The fact is, only a small percentage of police officers are ever involved in a shooting incident, and the odds are extremely remote that an officer will be involved in two such incidents in the span of a couple of days. But that’s what happened in Florida this week.
Street Survival Instructor Dave Smith tells PoliceOne, “The vast majority of law enforcement officers will never actually shoot anybody. Meanwhile, some may shoot several. It is a terrible lottery each officer plays when they put on the firearm and hit the streets.”
Is it “Leave” or is it Punitive?
So why the public outcry such as that which is happening in Florida right now when an officer does the job those same citizens demand of them? It’s another ugly irony of the Sheep, the Wolves, and the Sheepdogs — and the fact that departments are too often blown around by the political winds of elected officials — that much-deserved rest becomes totally unwarranted house arrest.
PoliceOne Columnist Dan Marcou says, “One thing is certain. Officers involved in shootings are almost universally treated poorly by the citizens they laid their lives on the line to protect.

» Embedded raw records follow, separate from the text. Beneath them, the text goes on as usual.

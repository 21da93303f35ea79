use serde::{Deserialize, Serialize};

/// Per-day calorie budget. Zero means unconstrained.
#[derive(Serialize, Deserialize, Clone, Copy, Debug, Default, PartialEq, Eq, Hash)]
#[serde(from = "u32", into = "u32")]
pub struct CalorieCeiling(Option<u32>);

impl CalorieCeiling {
    pub const UNCONSTRAINED: Self = Self(None);

    pub fn new(kcal: u32) -> Self {
        Self((kcal > 0).then_some(kcal))
    }

    /// Negative values are treated like zero.
    pub fn from_kcal(kcal: i64) -> Self {
        match u32::try_from(kcal) {
            Ok(kcal) => Self::new(kcal),
            Err(_) if kcal > 0 => Self::new(u32::MAX),
            Err(_) => Self::UNCONSTRAINED,
        }
    }

    /// NaN and infinities are unconstrained; finite values are truncated.
    pub fn from_f64(kcal: f64) -> Self {
        if !kcal.is_finite() {
            return Self::UNCONSTRAINED;
        }

        Self::from_kcal(kcal.trunc() as i64)
    }

    pub fn limit(&self) -> Option<u32> {
        self.0
    }

    pub fn is_constrained(&self) -> bool {
        self.0.is_some()
    }

    /// Budget left once `used` kcal have been placed. May be negative when
    /// locked slots already exceed the ceiling.
    pub fn remaining(&self, used: u64) -> Allowance {
        match self.0 {
            Some(limit) => {
                let used = i64::try_from(used).unwrap_or(i64::MAX);
                Allowance::Remaining(i64::from(limit).saturating_sub(used))
            }
            None => Allowance::Unconstrained,
        }
    }
}

impl From<u32> for CalorieCeiling {
    fn from(value: u32) -> Self {
        Self::new(value)
    }
}

impl From<CalorieCeiling> for u32 {
    fn from(value: CalorieCeiling) -> Self {
        value.0.unwrap_or_default()
    }
}

impl std::fmt::Display for CalorieCeiling {
    fn fmt(&self, f: &mut std::fmt::Formatter<'_>) -> std::fmt::Result {
        match self.0 {
            Some(limit) => write!(f, "{limit} kcal"),
            None => f.write_str("unconstrained"),
        }
    }
}

/// What a single draw may spend.
#[derive(Clone, Copy, Debug, PartialEq, Eq)]
pub enum Allowance {
    Unconstrained,
    /// Only recipes at or under this many kcal are eligible. Zero or negative
    /// leaves only zero-calorie recipes, or nothing.
    Remaining(i64),
}

impl Allowance {
    pub fn admits(&self, kcal: u32) -> bool {
        match self {
            Allowance::Unconstrained => true,
            Allowance::Remaining(remaining) => i64::from(kcal) <= *remaining,
        }
    }

    pub fn is_exhausted(&self) -> bool {
        matches!(self, Allowance::Remaining(remaining) if *remaining <= 0)
    }
}

impl From<CalorieCeiling> for Allowance {
    fn from(value: CalorieCeiling) -> Self {
        value.remaining(0)
    }
}

#[cfg(test)]
mod tests {
    use super::*;

    #[test]
    fn test_zero_and_negative_are_unconstrained() {
        assert!(!CalorieCeiling::new(0).is_constrained());
        assert!(!CalorieCeiling::from_kcal(-500).is_constrained());
        assert!(!CalorieCeiling::from_f64(f64::INFINITY).is_constrained());
        assert!(!CalorieCeiling::from_f64(f64::NAN).is_constrained());
        assert_eq!(CalorieCeiling::from_f64(1800.6).limit(), Some(1800));
    }

    #[test]
    fn test_remaining_can_go_negative() {
        let ceiling = CalorieCeiling::new(800);
        assert_eq!(ceiling.remaining(300), Allowance::Remaining(500));
        assert_eq!(ceiling.remaining(900), Allowance::Remaining(-100));
        assert!(ceiling.remaining(800).is_exhausted());
        assert_eq!(
            CalorieCeiling::UNCONSTRAINED.remaining(10_000),
            Allowance::Unconstrained
        );
    }

    #[test]
    fn test_allowance_admits() {
        assert!(Allowance::Unconstrained.admits(u32::MAX));
        assert!(Allowance::Remaining(100).admits(100));
        assert!(!Allowance::Remaining(100).admits(101));
        assert!(Allowance::Remaining(0).admits(0));
        assert!(!Allowance::Remaining(-5).admits(0));
    }

    #[test]
    fn test_serializes_as_plain_number() {
        assert_eq!(serde_json::to_string(&CalorieCeiling::new(1800)).unwrap(), "1800");
        assert_eq!(serde_json::to_string(&CalorieCeiling::UNCONSTRAINED).unwrap(), "0");
        assert_eq!(
            serde_json::from_str::<CalorieCeiling>("0").unwrap(),
            CalorieCeiling::UNCONSTRAINED
        );
    }
}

They absolutely should avoid watching news coverage and reading the blogs of the bleating sheep.”
Smith adds, “My anecdotal research reaffirms that the greatest stress that officers face after their shootings is administrative stress — how would their agency react and rule on their actions?”
No Exact Timeframe
Administrative differences (and dictates) aside, what are some of the factors you think should be taken into consideration? Some officers will feel a need to get back to work as soon as possible to return their life to normalcy” while others take some time off to decompress from the incident. The fact is, there’s no single “right” thing.
Smith says, “Each officer will react based on their own personality, expectations, fears, training, and how supportive the camaraderie surrounding them is. Officer Abshire of the Dallas Police Department was involved in two shootings within a 24-hour period when he killed an assailant on his shift, returned the next day and killed an assailant immediately after hitting the street. This was in the 60s, and essentially, the post shooting debriefing was it.”
Marcou says, “Part of the decision to return to duty could depend on the officer's need to recover from any physical wounds. Some officers want — some need — time to work their way emotionally through the events that put them suddenly face to face with their own mortality. This feeling can be enhanced when someone such as a partner, a citizen, or the suspect dies.”
What Do You Think?
Marcou sums it up thusly: “When honorable gun fighters win gun fights they should not ever have to suffer, but the fact is they often do. They should remember that because of their will and their skill they now have earned the right to watch the birth of a child, dance at a daughter's wedding, teach a grandchild to swim, or just gaze at a sun set with their wife or husband. Someone tried to take all that from them and they refused to let it happen.”